Task item:
Each line from the one containing "let map: HashMap<u32, u32>" onward, through the end of the entries, is to be transcribed exactly; nothing else is to be included.

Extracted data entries
◇ ◇ ◇ ◇

//! `serde` support.
//!
//! A map is written as the tuple `(load_factor, default_return_value,
//! entries)`, where `entries` is a sequence of `(key, value)` pairs in
//! iteration order. A set is written as `(load_factor, keys)`. Reading sizes
//! the table for the sequence length at the stored load factor and
//! reinserts every entry, so the rebuilt collection grows, shrinks and
//! answers absent keys the same way as the one that was written.

use core::fmt;
use core::marker::PhantomData;

use serde::Deserialize;
use serde::Deserializer;
use serde::Serialize;
use serde::Serializer;
use serde::de::DeserializeSeed;
use serde::de::Error as _;
use serde::de::SeqAccess;
use serde::de::Visitor;
use serde::ser::SerializeSeq;
use serde::ser::SerializeTuple;

use crate::hash_map::HashMap;
use crate::hash_set::HashSet;
use crate::strategy::KeyHasher;
use crate::strategy::PrimitiveKey;

struct MapEntries<'a, K, V, S>(&'a HashMap<K, V, S>);

impl<K, V, S> Serialize for MapEntries<'_, K, V, S>
where
    K: PrimitiveKey + Serialize,
    V: Default + Serialize,
    S: KeyHasher<K>,
{
    fn serialize<Ser>(&self, serializer: Ser) -> Result<Ser::Ok, Ser::Error>
    where
        Ser: Serializer,
    {
        let mut seq = serializer.serialize_seq(Some(self.0.len()))?;
        for (k, v) in self.0.iter() {
            seq.serialize_element(&(k, v))?;
        }
        seq.end()
    }
}

impl<K, V, S> Serialize for HashMap<K, V, S>
where
    K: PrimitiveKey + Serialize,
    V: Default + Serialize,
    S: KeyHasher<K>,
{
    fn serialize<Ser>(&self, serializer: Ser) -> Result<Ser::Ok, Ser::Error>
    where
        Ser: Serializer,
    {
        let mut tuple = serializer.serialize_tuple(3)?;
        tuple.serialize_element(&self.load_factor())?;
        tuple.serialize_element(self.default_return_value())?;
        tuple.serialize_element(&MapEntries(self))?;
        tuple.end()
    }
}

/// Reads the entry sequence into a map built for `load_factor`.
struct MapEntriesSeed<K, V, S> {
    load_factor: f32,
    marker: PhantomData<(K, V, S)>,
}

impl<'de, K, V, S> DeserializeSeed<'de> for MapEntriesSeed<K, V, S>
where
    K: PrimitiveKey + Deserialize<'de>,
    V: Default + Deserialize<'de>,
    S: KeyHasher<K> + Default,
{
    type Value = HashMap<K, V, S>;

    fn deserialize<D>(self, deserializer: D) -> Result<Self::Value, D::Error>
    where
        D: Deserializer<'de>,
    {
        deserializer.deserialize_seq(self)
    }
}

impl<'de, K, V, S> Visitor<'de> for MapEntriesSeed<K, V, S>
where
    K: PrimitiveKey + Deserialize<'de>,
    V: Default + Deserialize<'de>,
    S: KeyHasher<K> + Default,
{
    type Value = HashMap<K, V, S>;

    fn expecting(&self, f: &mut fmt::Formatter) -> fmt::Result {
        write!(f, "a sequence of (key, value) pairs")
    }

    fn visit_seq<A>(self, mut seq: A) -> Result<Self::Value, A::Error>
    where
        A: SeqAccess<'de>,
    {
        let expected = seq.size_hint().unwrap_or(0);
        let mut map = HashMap::with_capacity_and_load_factor(expected, self.load_factor)
            .map_err(A::Error::custom)?;
        while let Some((k, v)) = seq.next_element::<(K, V)>()? {
            map.try_insert(k, v).map_err(A::Error::custom)?;
        }
        Ok(map)
    }
}

impl<'de, K, V, S> Deserialize<'de> for HashMap<K, V, S>
where
    K: PrimitiveKey + Deserialize<'de>,
    V: Default + Deserialize<'de>,
    S: KeyHasher<K> + Default,
{
    fn deserialize<D>(deserializer: D) -> Result<Self, D::Error>
    where
        D: Deserializer<'de>,
    {
        struct MapVisitor<K, V, S>(PhantomData<(K, V, S)>);

        impl<'de, K, V, S> Visitor<'de> for MapVisitor<K, V, S>
        where
            K: PrimitiveKey + Deserialize<'de>,
            V: Default + Deserialize<'de>,
            S: KeyHasher<K> + Default,
        {
            type Value = HashMap<K, V, S>;

            fn expecting(&self, f: &mut fmt::Formatter) -> fmt::Result {
                write!(f, "a (load factor, default value, entries) tuple")
            }

            fn visit_seq<A>(self, mut seq: A) -> Result<Self::Value, A::Error>
            where
                A: SeqAccess<'de>,
            {
                let load_factor: f32 = seq
                    .next_element()?
                    .ok_or_else(|| A::Error::invalid_length(0, &self))?;
                let default_return_value: V = seq
                    .next_element()?
                    .ok_or_else(|| A::Error::invalid_length(1, &self))?;
                let mut map = seq
                    .next_element_seed(MapEntriesSeed {
                        load_factor,
                        marker: PhantomData,
                    })?
                    .ok_or_else(|| A::Error::invalid_length(2, &self))?;
                map.set_default_return_value(default_return_value);
                Ok(map)
            }
        }

        deserializer.deserialize_tuple(3, MapVisitor(PhantomData))
    }
}

struct SetKeys<'a, K, S>(&'a HashSet<K, S>);

impl<K, S> Serialize for SetKeys<'_, K, S>
where
    K: PrimitiveKey + Serialize,
    S: KeyHasher<K>,
{
    fn serialize<Ser>(&self, serializer: Ser) -> Result<Ser::Ok, Ser::Error>
    where
        Ser: Serializer,
    {
        let mut seq = serializer.serialize_seq(Some(self.0.len()))?;
        for k in self.0.iter() {
            seq.serialize_element(&k)?;
        }
        seq.end()
    }
}

impl<K, S> Serialize for HashSet<K, S>
where
    K: PrimitiveKey + Serialize,
    S: KeyHasher<K>,
{
    fn serialize<Ser>(&self, serializer: Ser) -> Result<Ser::Ok, Ser::Error>
    where
        Ser: Serializer,
    {
        let mut tuple = serializer.serialize_tuple(2)?;
        tuple.serialize_element(&self.load_factor())?;
        tuple.serialize_element(&SetKeys(self))?;
        tuple.end()
    }
}

/// Reads the key sequence into a set built for `load_factor`.
struct SetKeysSeed<K, S> {
    load_factor: f32,
    marker: PhantomData<(K, S)>,
}

impl<'de, K, S> DeserializeSeed<'de> for SetKeysSeed<K, S>
where
    K: PrimitiveKey + Deserialize<'de>,
    S: KeyHasher<K> + Default,
{
    type Value = HashSet<K, S>;

    fn deserialize<D>(self, deserializer: D) -> Result<Self::Value, D::Error>
    where
        D: Deserializer<'de>,
    {
        deserializer.deserialize_seq(self)
    }
}

impl<'de, K, S> Visitor<'de> for SetKeysSeed<K, S>
where
    K: PrimitiveKey + Deserialize<'de>,
    S: KeyHasher<K> + Default,
{
    type Value = HashSet<K, S>;

    fn expecting(&self, f: &mut fmt::Formatter) -> fmt::Result {
        write!(f, "a sequence of keys")
    }

    fn visit_seq<A>(self, mut seq: A) -> Result<Self::Value, A::Error>
    where
        A: SeqAccess<'de>,
    {
        let expected = seq.size_hint().unwrap_or(0);
        let mut set = HashSet::with_capacity_and_load_factor(expected, self.load_factor)
            .map_err(A::Error::custom)?;
        while let Some(k) = seq.next_element::<K>()? {
            set.try_insert(k).map_err(A::Error::custom)?;
        }
        Ok(set)
    }
}

impl<'de, K, S> Deserialize<'de> for HashSet<K, S>
where
    K: PrimitiveKey + Deserialize<'de>,
    S: KeyHasher<K> + Default,
{
    fn deserialize<D>(deserializer: D) -> Result<Self, D::Error>
    where
        D: Deserializer<'de>,
    {
        struct SetVisitor<K, S>(PhantomData<(K, S)>);

        impl<'de, K, S> Visitor<'de> for SetVisitor<K, S>
        where
            K: PrimitiveKey + Deserialize<'de>,
            S: KeyHasher<K> + Default,
        {
            type Value = HashSet<K, S>;

            fn expecting(&self, f: &mut fmt::Formatter) -> fmt::Result {
                write!(f, "a (load factor, keys) tuple")
            }

            fn visit_seq<A>(self, mut seq: A) -> Result<Self::Value, A::Error>
            where
                A: SeqAccess<'de>,
            {
                let load_factor: f32 = seq
                    .next_element()?
                    .ok_or_else(|| A::Error::invalid_length(0, &self))?;
                seq.next_element_seed(SetKeysSeed {
                    load_factor,
                    marker: PhantomData,
                })?
                .ok_or_else(|| A::Error::invalid_length(1, &self))
            }
        }

        deserializer.deserialize_tuple(2, SetVisitor(PhantomData))
    }
}

#[cfg(test)]
mod tests {
    use alloc::string::String;
    use alloc::vec::Vec;

    use super::*;
    use crate::hash_table::array_size;

    #[test]
    fn map_round_trips_through_json() {
        let mut map: HashMap<i32, String> = HashMap::new();
        map.insert(0, "zero".into());
        map.insert(-7, "minus seven".into());
        map.insert(1 << 20, "big".into());

        let json = serde_json::to_string(&map).unwrap();
        let back: HashMap<i32, String> = serde_json::from_str(&json).unwrap();
        assert_eq!(back, map);

        // The zero key is written first.
        assert!(json.starts_with("[0.75,\"\",[[0,\"zero\"]"), "{json}");
    }

    #[test]
    fn layout_is_config_then_pairs() {
        let map: HashMap<u8, u16> = [(1, 100)].into_iter().collect();
        let value = serde_json::to_value(&map).unwrap();
        assert_eq!(value, serde_json::json!([0.75, 0, [[1, 100]]]));

        let bytes = bincode::serialize(&map).unwrap();
        // f32 load factor, u16 default value, u64 length prefix, then the
        // key byte and the little-endian value.
        assert_eq!(
            bytes,
            [0, 0, 64, 63, 0, 0, 1, 0, 0, 0, 0, 0, 0, 0, 1, 100, 0]
        );

        let set: HashSet<u8> = [7].into_iter().collect();
        let value = serde_json::to_value(&set).unwrap();
        assert_eq!(value, serde_json::json!([0.75, [7]]));
    }

    #[test]
    fn map_keeps_load_factor_and_default_value() {
        let mut map: HashMap<u32, i64> = HashMap::with_capacity_and_load_factor(4, 0.25).unwrap();
        map.set_default_return_value(-1);
        for k in 1..=5 {
            map.insert(k, k as i64 * 10);
        }

        let bytes = bincode::serialize(&map).unwrap();
        let back: HashMap<u32, i64> = bincode::deserialize(&bytes).unwrap();

        assert_eq!(back, map);
        assert_eq!(back.load_factor(), 0.25);
        assert_eq!(*back.default_return_value(), -1);
        assert_eq!(back.get_value(99), -1);
        assert_eq!(back.table().slot_count(), array_size(5, 0.25).unwrap());

        let json = serde_json::to_string(&map).unwrap();
        let back: HashMap<u32, i64> = serde_json::from_str(&json).unwrap();
        assert_eq!(back.load_factor(), 0.25);
        assert_eq!(back.get_value(99), -1);
    }

    #[test]
    fn set_keeps_load_factor() {
        let mut set: HashSet<f64> = HashSet::with_capacity_and_load_factor(0, 0.5).unwrap();
        set.extend([0.0, -0.0, 1.5, f64::NAN]);

        let bytes = bincode::serialize(&set).unwrap();
        let back: HashSet<f64> = bincode::deserialize(&bytes).unwrap();
        assert_eq!(back.len(), 4);
        assert_eq!(back, set);
        assert_eq!(back.load_factor(), 0.5);
        assert_eq!(back.table().slot_count(), array_size(4, 0.5).unwrap());
    }

    #[test]
    fn duplicate_keys_keep_the_last_value() {
        let map: HashMap<u32, u32> = serde_json::from_str("[0.75,0,[[1,1],[2,2],[1,3]]]").unwrap();
        assert_eq!(map.len(), 2);
        assert_eq!(map.get(1), Some(&3));
    }

    #[test]
    fn rejects_malformed_input() {
        assert!(serde_json::from_str::<HashSet<u8>>("[0.75,[1,300]]").is_err());
        assert!(serde_json::from_str::<HashSet<u8>>("[1,2]").is_err());
        assert!(serde_json::from_str::<HashSet<u8>>("[1.5,[1]]").is_err());
        assert!(serde_json::from_str::<HashMap<u8, u8>>("{\"1\": 2}").is_err());
        assert!(serde_json::from_str::<HashMap<u8, u8>>("[0.75,0]").is_err());
        let empty: Vec<u8> = serde_json::from_str::<HashSet<u8>>("[0.75,[]]")
            .unwrap()
            .into_iter()
            .collect();
        assert!(empty.is_empty());
    }

    #[derive(Debug, PartialEq, serde::Serialize, serde::Deserialize)]
    struct Postings {
        name: String,
        counts: HashMap<u32, u32>,
        seen: HashSet<u64>,
    }

    #[test]
    fn nests_in_derived_types() {
        let mut counts: HashMap<u32, u32> = HashMap::with_capacity_and_load_factor(8, 0.5).unwrap();
        counts.set_default_return_value(u32::MAX);
        counts.insert(3, 30);
        counts.insert(0, 1);
        let postings = Postings {
            name: "terms".into(),
            counts,
            seen: [0, 9, u64::MAX].into_iter().collect(),
        };

        let json = serde_json::to_string(&postings).unwrap();
        let back: Postings = serde_json::from_str(&json).unwrap();
        assert_eq!(back, postings);
        assert_eq!(back.counts.get_value(5), u32::MAX);
        assert_eq!(back.counts.load_factor(), 0.5);
    }
}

◇ ◇ ◇ ◇

Reply:
        let map: HashMap<u32, u32> = serde_json::from_str("[0.75,0,[[1,1],[2,2],[1,3]]]").unwrap();
        assert_eq!(map.len(), 2);
        assert_eq!(map.get(1), Some(&3));
    }

    #[test]
    fn rejects_malformed_input() {
        assert!(serde_json::from_str::<HashSet<u8>>("[0.75,[1,300]]").is_err());
        assert!(serde_json::from_str::<HashSet<u8>>("[1,2]").is_err());
        assert!(serde_json::from_str::<HashSet<u8>>("[1.5,[1]]").is_err());
        assert!(serde_json::from_str::<HashMap<u8, u8>>("{\"1\": 2}").is_err());
        assert!(serde_json::from_str::<HashMap<u8, u8>>("[0.75,0]").is_err());
        let empty: Vec<u8> = serde_json::from_str::<HashSet<u8>>("[0.75,[]]")
            .unwrap()
            .into_iter()
            .collect();
        assert!(empty.is_empty());
    }

    #[derive(Debug, PartialEq, serde::Serialize, serde::Deserialize)]
    struct Postings {
        name: String,
        counts: HashMap<u32, u32>,
        seen: HashSet<u64>,
    }

    #[test]
    fn nests_in_derived_types() {
        let mut counts: HashMap<u32, u32> = HashMap::with_capacity_and_load_factor(8, 0.5).unwrap();
        counts.set_default_return_value(u32::MAX);
        counts.insert(3, 30);
        counts.insert(0, 1);
        let postings = Postings {
            name: "terms".into(),
            counts,
            seen: [0, 9, u64::MAX].into_iter().collect(),
        };

        let json = serde_json::to_string(&postings).unwrap();
        let back: Postings = serde_json::from_str(&json).unwrap();
        assert_eq!(back, postings);
        assert_eq!(back.counts.get_value(5), u32::MAX);
        assert_eq!(back.counts.load_factor(), 0.5);
    }
}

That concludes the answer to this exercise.